First, understand that there is a big difference between an initiative that creates a new law and an initiative that amends the California constitution. If voters were o approve a law that limited the definition of marriage to one man and one woman, the court could overturn that law. That was what the court did yesterday: decide that a ban on same-sex marriage is unconstitutional.
But an amendment to the state constitution limiting the definition of marriage would invalidate yesterday’s court decision. The only law higher than the state constitution is federal law—and, in particular, the U.S. Constitution. So if an amendment to the state constitution is passed, same-sex marriage will once again be forbidden, though civil unions would still be legal. The only way an amendment to the state constitution could be overturned is if the U.S. Supreme Court rules against it, or if Congress passed a law and the president signed it.
Procedurally, the main difference is in qualifying for the ballot. Getting a new law on the ballot requires the signatures of 5 percent of the number of people who voted in the last gubernatorial election, which right now would be about 433,000. Getting a constitutional amendment on the ballot requires 8 percent, which would be 694,000 signatures. The coalition that’s trying to get the anti-gay marriage initiative on the ballot for November says they have 1.1 million signatures. Even if a great many of them are invalidated upon review, the amendment is likely to qualify.
Once it’s on the ballot, the amendment, just like any other initiative, needs a simple majority of votes to become law. The last time Californians considered an anti-gay marriage measure, in 2000, some 60 percent of voters were against same-sex marriage.

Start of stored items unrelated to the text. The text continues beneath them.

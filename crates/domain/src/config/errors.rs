#[derive(Debug, thiserror::Error)]
pub enum ConfigError {
    #[error("Failed to read config file {0}: {1}")]
    FileRead(String, String),

    #[error("Failed to parse config: {0}")]
    Parse(String),

    #[error("Configuration validation error: {0}")]
    Validation(String),
}
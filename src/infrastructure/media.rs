pub mod normalizer;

Several factors could create different results this time. Democrats, who are traditionally friendlier to gay-rights issues than Republicans, voted in record numbers in March’s presidential primary. Gov. Arnold Schwarzenegger, who was not yet in office in 2000, will not be supporting a constitutional amendment, and he may even work against it. And, frankly, it’s eight years later. Homosexuality has simply become more of a commonplace part of American culture. Massachusetts has allowed gay marriage for four years now. Also, it seems that people are far more worried about the price of gas than they are about whether two women are in a civil union or if they’re married.

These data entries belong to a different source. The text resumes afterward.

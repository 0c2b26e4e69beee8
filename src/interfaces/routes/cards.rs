use actix_web::web;

use crate::handlers::{cards, images};

pub fn config_routes(cfg: &mut web::ServiceConfig) {
    cfg.service(
        // /export must come before the /{id} routes so it is not read
        // as a card id.
        web::scope("/cards")
            .service(cards::export_cards)
            .service(cards::list_cards)
            .service(cards::add_card)
            .service(cards::get_card)
            .service(cards::update_card)
            .service(cards::delete_card)
    );

    cfg.service(
        web::scope("/images")
            .service(images::upload_image)
    );
}
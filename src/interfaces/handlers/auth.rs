use actix_web::{get, post, web, HttpRequest, HttpResponse};
use tracing::instrument;

use crate::entities::session::{LoginRequest, SessionInfoResponse};
use crate::errors::GateError;
use crate::use_cases::auth::bearer_token;
use crate::use_cases::extractors::SessionAuth;
use crate::utils::get_client_ip::get_client_ip;
use crate::AppState;

#[post("/login")]
#[instrument(skip(request, state, credentials))]
pub async fn login(
    request: HttpRequest,
    state: web::Data<AppState>,
    credentials: web::Json<LoginRequest>,
) -> Result<HttpResponse, GateError> {
    let addr = get_client_ip(&request, false);
    state.login_guard.check(&addr)?;

    match state.session_gate.login(&credentials) {
        Ok(response) => {
            state.login_guard.clear(&addr);
            Ok(HttpResponse::Ok().json(response))
        }
        Err(e) => {
            if matches!(e, GateError::WrongCredentials) {
                state.login_guard.record_failure(&addr);
            }
            Err(e)
        }
    }
}

#[post("/logout")]
#[instrument(skip(request, state))]
pub async fn logout(
    request: HttpRequest,
    state: web::Data<AppState>,
) -> Result<HttpResponse, GateError> {
    let token = bearer_token(request.headers()).ok_or(GateError::MissingToken)?;
    state.session_gate.logout(&token)?;

    Ok(HttpResponse::Ok().json(serde_json::json!({"message": "Logged out"})))
}

#[get("/session")]
pub async fn session(auth: SessionAuth) -> HttpResponse {
    HttpResponse::Ok().json(SessionInfoResponse {
        started_at: auth.0.started_at,
    })
}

I don’t understand why you need a super-majority to raise money for schools and roads but you only need a simple majority to permanently change the state constitution. For something so significant, I think you should need more than 50%+1.
California state government is very peculiar.
I agree with Pam and I would support an initiative to change the California constitution to require a 3/4 majority to amend the constitution, which would be in line with the US constitution, which requires that 3/4 of the states ratify an amendment before it becomes effective.